The key premise put forth to the DRJ and Wikibon communities was the following:
Virtualization is driving efficiencies and increased utilization. While delivering substantial savings to organizations, ironically, from a recovery perspective, virtualization consumes spare resources that often can be applied to business continuance; and hence organizations that aggressively pursue virtualization risk constricting agility from a BC standpoint. Cloud computing provides an opportunity to improve business flexibility and remove constraints by delivering elastic capacity for DR and business continuance.
Further, while bringing potential advantages, cloud computing carries risks that need to be understood and managed, including security, compliance, privacy and other operational risks related to business alignment. Examples include the ability to provide adequate recovery speeds due to the potential increased latencies of cloud computing and transparency of operations related to gaining visibility on key metrics (e.g. backup failures, system performance, RPO, RTO etc).
Several key points emerged from the call, including:
- As organizations increasingly pursue virtualization and cloud computing, demand for traditional business continuity expertise is on the rise. This is directly a function of the fact that BC and risk-management practitioners have visibility across an organization’s entire business technology portfolio and can provide a comprehensive view that is invaluable to cloud initiatives.
- Organizations aggressively pursuing virtualization and cloud computing need to exploit this expertise and cohere cloud initiatives with key BC metrics and disciplines, including risk management and, importantly, governance.

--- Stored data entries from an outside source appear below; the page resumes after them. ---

impl<C: AuthClient + 'static> Shell<C> {
    /// Create a shell served from `origin`, talking to `client`
    pub fn new(
        client: Arc<C>,
        origin: impl Into<String>,
        clock: impl Clock + 'static,
        rng: impl RngCore + Send + 'static,
    ) -> Self {
        let (fetch_tx, fetch_rx) = mpsc::channel(8);
        let (view, _) = watch::channel(View::default());

        Self {
            client,
            origin: origin.into(),
            clock: Box::new(clock),
            rng: Box::new(rng),
            config: None,
            state: SessionState::default(),
            profile: Profile::None,
            view,
            fetch_tx,
            fetch_rx,
            fetches_outstanding: 0,
        }
    }

    /// The last known session state
    #[must_use]
    pub fn state(&self) -> &SessionState {
        &self.state
    }

    /// The attributes of the signed in user, once fetched
    #[must_use]
    pub fn attributes(&self) -> Option<&UserAttributes> {
        match &self.profile {
            Profile::Loaded(attributes) => Some(attributes),
            Profile::None | Profile::Loading | Profile::Unavailable => None,
        }
    }

    /// What the shell currently shows
    #[must_use]
    pub fn view(&self) -> View {
        self.view.borrow().clone()
    }

    /// Watch the rendered view
    #[must_use]
    pub fn subscribe(&self) -> watch::Receiver<View> {
        self.view.subscribe()
    }

    fn compute_view(&self) -> View {
        match &self.state {
            SessionState::Unauthenticated => View::SignedOut {
                providers: self
                    .config
                    .as_ref()
                    .map(|config| config.auth.identity_providers.clone())
                    .unwrap_or_default(),
            },
            SessionState::PendingRedirect { intent, .. } => View::Redirecting {
                intent: intent.clone(),
            },
            SessionState::Authenticated { .. } => match &self.profile {
                Profile::None | Profile::Loading => View::LoadingProfile,
                Profile::Loaded(attributes) => match attributes.email() {
                    Some(email) => View::SignedIn {
                        email: email.to_owned(),
                    },
                    None => View::ProfileUnavailable,
                },
                Profile::Unavailable => View::ProfileUnavailable,
            },
        }
    }

    fn publish(&self) {
        let view = self.compute_view();
        self.view.send_if_modified(|current| {
            if *current == view {
                false
            } else {
                *current = view;
                true
            }
        });
    }

    /// Configure the auth client. Must happen once, before anything else.
    ///
    /// Initializing again with the same configuration does nothing.
    ///
    /// # Errors
    ///
    /// Returns an error if the shell was initialized with a different
    /// configuration, if the configuration does not map an attribute the
    /// shell reads, or if the client refuses it
    #[tracing::instrument(
        name = "shell.initialize",
        skip_all,
        fields(environment = %config.auth.environment),
        err,
    )]
    pub async fn initialize(&mut self, config: RuntimeConfig) -> Result<(), ShellError> {
        if let Some(current) = &self.config {
            if *current == config {
                tracing::debug!("Auth client already configured");
                return Ok(());
            }

            return Err(ShellError::AlreadyInitialized);
        }

        config.auth.hosted_ui_base()?;

        if config.auth.app_client_id.is_none() {
            return Err(ShellError::MissingAppClientId);
        }

        if let Some(attribute) = ATTRIBUTES_READ
            .iter()
            .find(|attribute| !config.auth.maps_attribute(attribute))
        {
            return Err(ShellError::UnmappedAttribute((*attribute).to_owned()));
        }

        self.client.configure(&config).await?;

        tracing::info!(
            hosted_domain = %config.auth.hosted_domain,
            "Auth client configured"
        );

        self.config = Some(config);
        self.publish();

        Ok(())
    }

    /// Start a redirect-based login through the given provider.
    ///
    /// The outcome arrives later, as a callback event carrying the returned
    /// correlation token.
    ///
    /// # Errors
    ///
    /// Returns an error if the shell is not initialized, a session exists or
    /// a redirect is already pending, or the client could not start the
    /// redirect
    #[tracing::instrument(name = "shell.begin_sign_in", skip(self), err)]
    pub async fn begin_sign_in(&mut self, provider: &str) -> Result<CorrelationToken, ShellError> {
        let config = self.config.as_ref().ok_or(ShellError::NotInitialized)?;
        if !self.state.is_unauthenticated() {
            return Err(InvalidTransitionError.into());
        }

        let now = self.clock.now();
        let correlation = CorrelationToken::generate(now, &mut *self.rng);
        let request = build_sign_in_request(
            &config.auth,
            provider,
            &self.origin,
            correlation,
            &mut *self.rng,
        )?;

        self.state = self
            .state
            .clone()
            .begin_sign_in(correlation, provider.to_owned(), now)?;
        self.profile = Profile::None;
        self.publish();

        tracing::info!(%correlation, url = %request.url, "Redirecting to the hosted UI");

        if let Err(error) = self.client.sign_in_with_redirect(request).await {
            // Nothing left the browser, so no callback will ever come
            self.state = SessionState::Unauthenticated;
            self.publish();
            return Err(error.into());
        }

        Ok(correlation)
    }

    /// Start the termination of the current session.
    ///
    /// # Errors
    ///
    /// Returns an error if the shell is not initialized, there is no session,
    /// or the client could not start the redirect
    #[tracing::instrument(name = "shell.sign_out", skip_all, err)]
    pub async fn sign_out(&mut self) -> Result<CorrelationToken, ShellError> {
        let config = self.config.as_ref().ok_or(ShellError::NotInitialized)?;
        if !self.state.is_authenticated() {
            return Err(InvalidTransitionError.into());
        }

        let now = self.clock.now();
        let correlation = CorrelationToken::generate(now, &mut *self.rng);
        let request = build_sign_out_request(&config.auth, &self.origin, correlation)?;

        let previous_state = self.state.clone();
        let previous_profile = std::mem::take(&mut self.profile);
        self.state = self.state.clone().begin_sign_out(correlation, now)?;
        self.publish();

        tracing::info!(%correlation, url = %request.url, "Signing out at the hosted UI");

        if let Err(error) = self.client.sign_out(request).await {
            self.state = previous_state;
            self.profile = previous_profile;
            self.publish();
            return Err(error.into());
        }

        Ok(correlation)
    }

    /// Perform a user action
    ///
    /// # Errors
    ///
    /// Returns the error of the underlying operation
    pub async fn perform(&mut self, action: UserAction) -> Result<(), ShellError> {
        match action {
            UserAction::SignIn { provider } => self.begin_sign_in(&provider).await?,
            UserAction::SignOut => self.sign_out().await?,
        };

        Ok(())
    }

    /// Apply an event from the auth client.
    ///
    /// Events which don't apply to the current state, like a callback for a
    /// request which is no longer pending, are logged and ignored.
    pub fn handle_event(&mut self, event: AuthEvent) {
        match event {
            AuthEvent::Callback {
                correlation,
                outcome,
            } => self.handle_callback(correlation, outcome),

            AuthEvent::SessionRestored { user } => {
                let now = self.clock.now();
                let session_id = Ulid::from_datetime_with_source(now.into(), &mut *self.rng);
                match self.state.clone().restore(session_id, user, now) {
                    Ok(state) => {
                        tracing::info!(%session_id, "Session restored");
                        self.state = state;
                        self.start_fetch();
                    }
                    Err(_) => {
                        tracing::warn!("Ignoring restored session, a session is already known");
                    }
                }
            }

            AuthEvent::SessionExpired => {
                tracing::info!("Session expired");
                self.state = self.state.clone().expire();
                self.profile = Profile::None;
            }
        }

        self.publish();
    }

    fn handle_callback(&mut self, correlation: CorrelationToken, outcome: CallbackOutcome) {
        if self.state.pending_correlation() != Some(&correlation) {
            tracing::warn!(
                %correlation,
                "Ignoring callback for a request which is not pending"
            );
            return;
        }

        match outcome {
            CallbackOutcome::SignedIn(user) => {
                let now = self.clock.now();
                let session_id = Ulid::from_datetime_with_source(now.into(), &mut *self.rng);
                let signed_in = self
                    .state
                    .clone()
                    .complete_sign_in(&correlation, session_id, user, now);

                match signed_in {
                    Ok(state) => {
                        tracing::info!(%correlation, %session_id, "Signed in");
                        self.state = state;
                        self.start_fetch();
                    }
                    Err(_) => {
                        tracing::warn!(%correlation, "Ignoring sign-in callback for a logout");
                    }
                }
            }

            CallbackOutcome::SignedOut => {
                if let Ok(state) = self.state.clone().end_redirect(&correlation) {
                    tracing::info!(%correlation, "Signed out");
                    self.state = state;
                    self.profile = Profile::None;
                }
            }

            CallbackOutcome::Failed(reason) => {
                if let Ok(state) = self.state.clone().end_redirect(&correlation) {
                    tracing::warn!(%correlation, %reason, "Redirect failed");
                    self.state = state;
                    self.profile = Profile::None;
                }
            }
        }
    }

    fn start_fetch(&mut self) {
        let (Some(session_id), Some(user)) = (self.state.session_id(), self.state.user().cloned())
        else {
            return;
        };

        self.profile = Profile::Loading;
        self.fetches_outstanding += 1;

        let client = Arc::clone(&self.client);
        let sender = self.fetch_tx.clone();
        let span = info_span!("shell.fetch_attributes", %session_id, user.subject = %user.subject);

        tokio::spawn(
            async move {
                let result = client.fetch_user_attributes(&user).await;
                // The shell is gone
                if sender.send(FetchResult { session_id, result }).await.is_err() {
                    tracing::debug!("Dropping fetched attributes, nobody is listening");
                }
            }
            .instrument(span),
        );
    }

    /// Commit a fetch result, if it still belongs to the current session.
    /// Returns whether it was committed.
    fn apply_fetch(&mut self, fetch: FetchResult) -> bool {
        self.fetches_outstanding = self.fetches_outstanding.saturating_sub(1);

        if self.state.session_id() != Some(fetch.session_id) {
            tracing::debug!(
                session_id = %fetch.session_id,
                "Discarding attributes of a previous session"
            );
            return false;
        }

        self.profile = match fetch.result {
            Ok(attributes) => Profile::Loaded(attributes.restricted_to(ATTRIBUTES_READ)),
            Err(error) => {
                tracing::warn!(
                    error = &error as &dyn std::error::Error,
                    "Could not fetch the user attributes"
                );
                Profile::Unavailable
            }
        };
        self.publish();

        true
    }

    /// Wait for the next attribute fetch to complete, and commit it if it
    /// still belongs to the current session.
    ///
    /// Returns whether it was committed, or `None` if no fetch is
    /// outstanding.
    pub async fn next_fetch_result(&mut self) -> Option<bool> {
        if self.fetches_outstanding == 0 {
            return None;
        }

        let fetch = self.fetch_rx.recv().await?;
        Some(self.apply_fetch(fetch))
    }

    /// Run the shell until the auth client stops emitting events.
    ///
    /// User actions which fail are logged, the shell keeps its state.
    pub async fn run(
        mut self,
        mut events: mpsc::Receiver<AuthEvent>,
        mut actions: mpsc::Receiver<UserAction>,
    ) -> Self {
        loop {
            tokio::select! {
                event = events.recv() => {
                    let Some(event) = event else {
                        tracing::debug!("Auth client closed the event channel");
                        break;
                    };
                    self.handle_event(event);
                }

                Some(action) = actions.recv() => {
                    if let Err(error) = self.perform(action).await {
                        tracing::warn!(
                            error = &error as &dyn std::error::Error,
                            "User action failed"
                        );
                    }
                }

                Some(fetch) = self.fetch_rx.recv() => {
                    self.apply_fetch(fetch);
                }
            }
        }

        self
    }
}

- It was the opinion of the DRJ and Wikibon communities that CIO’s need to set the overall strategy for virtualization and cloud computing, and from a DR and BC standpoint set the goal to build resiliency in as a fundamental part of business operations, as opposed to a “bolt-on” afterthought. A key component of this responsibility is the creation of an awareness of both opportunities and risks (see The CIO's Risk Management Role in the Adoption of Virtualization and Cloud Services).

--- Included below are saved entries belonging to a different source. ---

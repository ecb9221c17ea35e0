//! Test doubles for the progress reporter's collaborators.
//!
//! These record or fake what the reporter talks to, enabling deterministic
//! unit tests of reporting without a real rerun process.

use anyhow::{bail, Result};
use parking_lot::Mutex;
use std::sync::atomic::{AtomicBool, AtomicU32, Ordering};

use crate::progress::{
    ProgressInfo, ProgressListener, RerunStatisticsSource, RoundProgress, SessionProgress,
};
use crate::rounds::RerunStatistics;

/// Listener that records every notification it receives.
///
/// # Example
///
/// ```rust,ignore
/// let listener = Arc::new(RecordingListener::new());
/// reporter.set_progress_listener(listener.clone());
///
/// reporter.record_scenario_result(true);
/// assert_eq!(listener.progress_updates().len(), 1);
/// ```
#[derive(Debug, Default)]
pub struct RecordingListener {
    progress: Mutex<Vec<ProgressInfo>>,
    rounds: Mutex<Vec<RoundProgress>>,
    sessions: Mutex<Vec<SessionProgress>>,
    fail: bool,
}

impl RecordingListener {
    /// Create a listener that accepts every notification.
    #[must_use]
    pub fn new() -> Self {
        Self::default()
    }

    /// Create a listener that records, then returns an error.
    #[must_use]
    pub fn failing() -> Self {
        Self {
            fail: true,
            ..Self::default()
        }
    }

    /// Progress updates received so far.
    pub fn progress_updates(&self) -> Vec<ProgressInfo> {
        self.progress.lock().clone()
    }

    /// Round completions received so far.
    pub fn round_completions(&self) -> Vec<RoundProgress> {
        self.rounds.lock().clone()
    }

    /// Session completions received so far.
    pub fn session_completions(&self) -> Vec<SessionProgress> {
        self.sessions.lock().clone()
    }

    fn outcome(&self, what: &str) -> Result<()> {
        if self.fail {
            bail!("listener rejected {}", what);
        }
        Ok(())
    }
}

impl ProgressListener for RecordingListener {
    fn on_progress_update(&self, progress: &ProgressInfo) -> Result<()> {
        self.progress.lock().push(progress.clone());
        self.outcome("progress update")
    }

    fn on_round_complete(&self, round: &RoundProgress) -> Result<()> {
        self.rounds.lock().push(round.clone());
        self.outcome("round completion")
    }

    fn on_session_complete(&self, session: &SessionProgress) -> Result<()> {
        self.sessions.lock().push(session.clone());
        self.outcome("session completion")
    }
}

/// Statistics source returning canned values.
///
/// # Example
///
/// ```rust,ignore
/// let source = MockStatisticsSource::new()
///     .with_statistics(RerunStatistics { total_count: 2, ..Default::default() })
///     .with_running(true);
/// ```
#[derive(Debug, Default)]
pub struct MockStatisticsSource {
    statistics: RerunStatistics,
    running: AtomicBool,
    calls: AtomicU32,
}

impl MockStatisticsSource {
    /// Create a source reporting empty statistics.
    #[must_use]
    pub fn new() -> Self {
        Self::default()
    }

    /// Set the statistics to return.
    #[must_use]
    pub fn with_statistics(mut self, statistics: RerunStatistics) -> Self {
        self.statistics = statistics;
        self
    }

    /// Set whether a rerun is reported as running.
    #[must_use]
    pub fn with_running(self, running: bool) -> Self {
        self.running.store(running, Ordering::SeqCst);
        self
    }

    /// Flip the running flag.
    pub fn set_running(&self, running: bool) {
        self.running.store(running, Ordering::SeqCst);
    }

    /// How many times statistics were requested.
    pub fn statistics_calls(&self) -> u32 {
        self.calls.load(Ordering::SeqCst)
    }
}

impl RerunStatisticsSource for MockStatisticsSource {
    fn statistics(&self) -> RerunStatistics {
        self.calls.fetch_add(1, Ordering::SeqCst);
        self.statistics
    }

    fn is_rerun_running(&self) -> bool {
        self.running.load(Ordering::SeqCst)
    }
}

- A key finding from the call was that organizations that want to drive virtualization and cloud computing deeper into their operations should start with governance to put in place a process to assess risks and identify/track metrics that are important to the organization.
- Scorecarding or other rating and ranking mechanisms were cited as preferred techniques to help identify high-visibility opportunities and risks and drive alignment. Keeping such approaches simple- and easy-to-understand is more important than developing sophisticated quantification methodologies that won’t be widely accepted.

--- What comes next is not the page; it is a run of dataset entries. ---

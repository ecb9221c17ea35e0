//! Benchmark suite for rerun-guard hot paths.
//!
//! This module provides performance benchmarks for:
//! - Failure classification (called once per failed test)
//! - Backoff delay calculation
//! - Concurrent retry bookkeeping in the controller
//! - Metrics recording
//!
//! # Running Benchmarks
//!
//! ```bash
//! # Run all benchmarks
//! cargo bench
//!
//! # Save baseline for comparison
//! cargo bench -- --save-baseline main
//!
//! # Compare against baseline
//! cargo bench -- --baseline main
//! ```

use criterion::{black_box, criterion_group, criterion_main, BenchmarkId, Criterion, Throughput};
use std::time::Duration;

use rerun_guard::backoff::{BackoffStrategy, ExponentialBackoff, FixedDelay};
use rerun_guard::{Failure, FailureClassifier, MetricsCollector, RetryConfig, RetryController};

// ============================================================================
// Classification Benchmarks
// ============================================================================

/// Benchmark each classification path.
///
/// Type matches return before any message scan; unrecognized failures scan
/// both pattern lists in full.
fn bench_classification(c: &mut Criterion) {
    let mut group = c.benchmark_group("classification");
    let classifier = FailureClassifier::default();

    let cases = [
        ("type_match", Failure::new("TimeoutException").with_message("waited 30s")),
        (
            "retriable_pattern",
            Failure::new("RuntimeException").with_message("net::ERR_CONNECTION_RESET at page.goto"),
        ),
        (
            "non_retriable_pattern",
            Failure::new("RuntimeException").with_message("AssertionError: expected 200 but got 404"),
        ),
        (
            "unrecognized",
            Failure::new("NullPointerException").with_message("x".repeat(512)),
        ),
    ];

    for (name, failure) in &cases {
        group.bench_with_input(BenchmarkId::new("classify", name), failure, |b, failure| {
            b.iter(|| black_box(classifier.is_retriable(Some(black_box(failure)))));
        });
    }

    group.finish();
}

// ============================================================================
// Backoff Benchmarks
// ============================================================================

fn bench_backoff(c: &mut Criterion) {
    let mut group = c.benchmark_group("backoff");

    let exponential = ExponentialBackoff::new(
        Duration::from_millis(1000),
        Duration::from_millis(30_000),
        2.0,
    );
    let fixed = FixedDelay::new(Duration::from_millis(500));

    group.bench_function("exponential_1_to_10", |b| {
        b.iter(|| {
            for attempt in 1..=10 {
                black_box(exponential.calculate_delay(black_box(attempt)));
            }
        });
    });

    group.bench_function("fixed_1_to_10", |b| {
        b.iter(|| {
            for attempt in 1..=10 {
                black_box(fixed.calculate_delay(black_box(attempt)));
            }
        });
    });

    group.finish();
}

// ============================================================================
// Controller Benchmarks
// ============================================================================

/// Benchmark retry bookkeeping under concurrent callers.
fn bench_controller_contention(c: &mut Criterion) {
    let mut group = c.benchmark_group("controller_contention");

    for threads in [1usize, 4, 8] {
        group.throughput(Throughput::Elements((threads * 100) as u64));
        group.bench_with_input(BenchmarkId::new("record_retry", threads), &threads, |b, &threads| {
            b.iter(|| {
                let controller = RetryController::with_config(RetryConfig::default());
                std::thread::scope(|s| {
                    for t in 0..threads {
                        let controller = &controller;
                        s.spawn(move || {
                            for i in 0..100 {
                                let id = format!("scenario-{}", (t * 7 + i) % 16);
                                controller.record_retry(&id);
                                controller.record_retry_attempt(&id, 2, i % 2 == 0, 10);
                            }
                        });
                    }
                });
                black_box(controller.statistics())
            });
        });
    }

    group.finish();
}

// ============================================================================
// Metrics Benchmarks
// ============================================================================

fn bench_metrics(c: &mut Criterion) {
    let mut group = c.benchmark_group("metrics");

    group.bench_function("record_and_summarize_100_scenarios", |b| {
        b.iter(|| {
            let metrics = MetricsCollector::new();
            metrics.start_session();
            metrics.record_round_start(1, 2);
            for i in 0..100u32 {
                let id = format!("scenario-{}", i);
                metrics.record_scenario_retry(&id, 2, 50, i % 3 == 0);
                metrics.record_scenario_failure(&id, 1, "TimeoutException", "waited 30s");
                metrics.record_retry_delay(u64::from(i) * 10);
            }
            metrics.record_round_end(1, 1, 5000, 33, 67, 33);
            metrics.end_session();
            black_box(metrics.formatted_summary())
        });
    });

    group.finish();
}

criterion_group!(decision_benches, bench_classification, bench_backoff);

criterion_group!(bookkeeping_benches, bench_controller_contention, bench_metrics);

criterion_main!(decision_benches, bookkeeping_benches);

- Facilities are an often-overlooked aspect of cloud computing, but as organizations increasingly outsource activities they should be mindful to choose suppliers that follow Best Practices in 21st Century Business Continuity Services.
- Vendors that desire to sell DR and BC services to organizations aggressively pursuing virtualization and cloud computing should understand that a one-size-fits-all offering is not advisable. Variances in size of company, industry, and key priorities can be best addressed (either directly or with partners) with robust assessment and implementation services that can help align BC initiatives to organizational objectives.
On balance, the consensus of the communities is that while there is plenty of uncertainty with regard to how to best leverage cloud computing, the potential for improved DR and BC is tremendous and organizations should begin to plan now.
Action Item: Virtualization and cloud technologies, in the context of disaster recovery and business continuity, are outpacing organizations’ ability to absorb the new model of computing. Nonetheless, opportunities to add business value are substantial. Specifically, organizations aggressively pursuing virtualization should task governance and risk management functions to develop plans and protocols designed to leverage cloud computing and enable DR and BC to become a fundamental component of business operations versus a one-off application-by-application afterthought.